With regards to finding the most similar document, the work was done using a number of Jupyter Notebooks.
Jupyter Notebooks are excellent for exploratory analysis and trying something new, but its cumbersome for code reuse and robust applications.
In this post, I describe how I reimplemented the different steps (drawing chunks of code from the different Jupyter Notebooks) into a single Python script (see below).
Bringing together the individual components
The first step is to create the working scripts (f47ffa9
) and then we can modify it and make it better.
- Getting the data and text preprocessing (Day 49; ipynb)
- Constructing the document-word count matrix (Day 50; ipynb)
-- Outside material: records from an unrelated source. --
/// Parse UDT source text. `"Other"` references resolve against `reference_dir`.
pub fn parse(source: &str, reference_dir: impl AsRef<Path>) -> Result<UdtType, UdtError> {
    let mut lines = Lines::new(source.lines().map(|l| Ok::<_, io::Error>(l.to_string())));
    parse_type(&mut lines, reference_dir.as_ref(), &mut Vec::new())
}

/// Parse UDT source from a reader. `"Other"` references resolve against `reference_dir`.
pub fn parse_reader<R: BufRead>(reader: R, reference_dir: impl AsRef<Path>) -> Result<UdtType, UdtError> {
    let mut lines = Lines::new(reader.lines());
    parse_type(&mut lines, reference_dir.as_ref(), &mut Vec::new())
}

/// Parse a `.udt` file; references resolve against the file's directory.
pub fn parse_file(path: impl AsRef<Path>) -> Result<UdtType, UdtError> {
    parse_path(path.as_ref(), &mut Vec::new())
}

/// Parse a `.udt` file, resolving references against `reference_dir` instead of
/// the file's own directory.
pub fn parse_file_with_references(
    path: impl AsRef<Path>,
    reference_dir: impl AsRef<Path>,
) -> Result<UdtType, UdtError> {
    parse_path_in(path.as_ref(), reference_dir.as_ref(), &mut Vec::new())
}

/// Where `Name : "type_name";` is loaded from: `<type_name>.udt`, else an existing
/// `<type_name>.awl`. When neither exists the `.udt` path is returned so the
/// error names it.
pub fn resolve_reference(reference_dir: &Path, type_name: &str) -> PathBuf {
    let udt = reference_dir.join(format!("{}.udt", type_name));
    if udt.exists() {
        return udt;
    }
    let awl = reference_dir.join(format!("{}.awl", type_name));
    if awl.exists() {
        log::debug!("{} not found, using legacy {}", udt.display(), awl.display());
        return awl;
    }
    udt
}

/// Line source with 1-based line numbers for error messages.
struct Lines<I> {
    inner: I,
    line_no: usize,
}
- Factorizing by SVD (Day 53; ipynb)
- Minimizing document distances and identifying similar documents (Day 55; ipynb)
Modularizing
Now that we have a working script, we can – as done in Day 28 – restructure and modularize the code for readability and ease of maintenance and reuse (f176a6a
; diff).
I also like to wrap the code with an if-statement so that I can load the script as a module without inadvertently running the commands (d55acf9
; diff).
if __name__ == '__main__':
# Define commands here
# ...
Varying parameters with a parser
Finally, I want to make use of a parser to be able to alter my parameters (91e1f97
; diff).
import argparse
## Define parser
parser = argparse.ArgumentParser(description="")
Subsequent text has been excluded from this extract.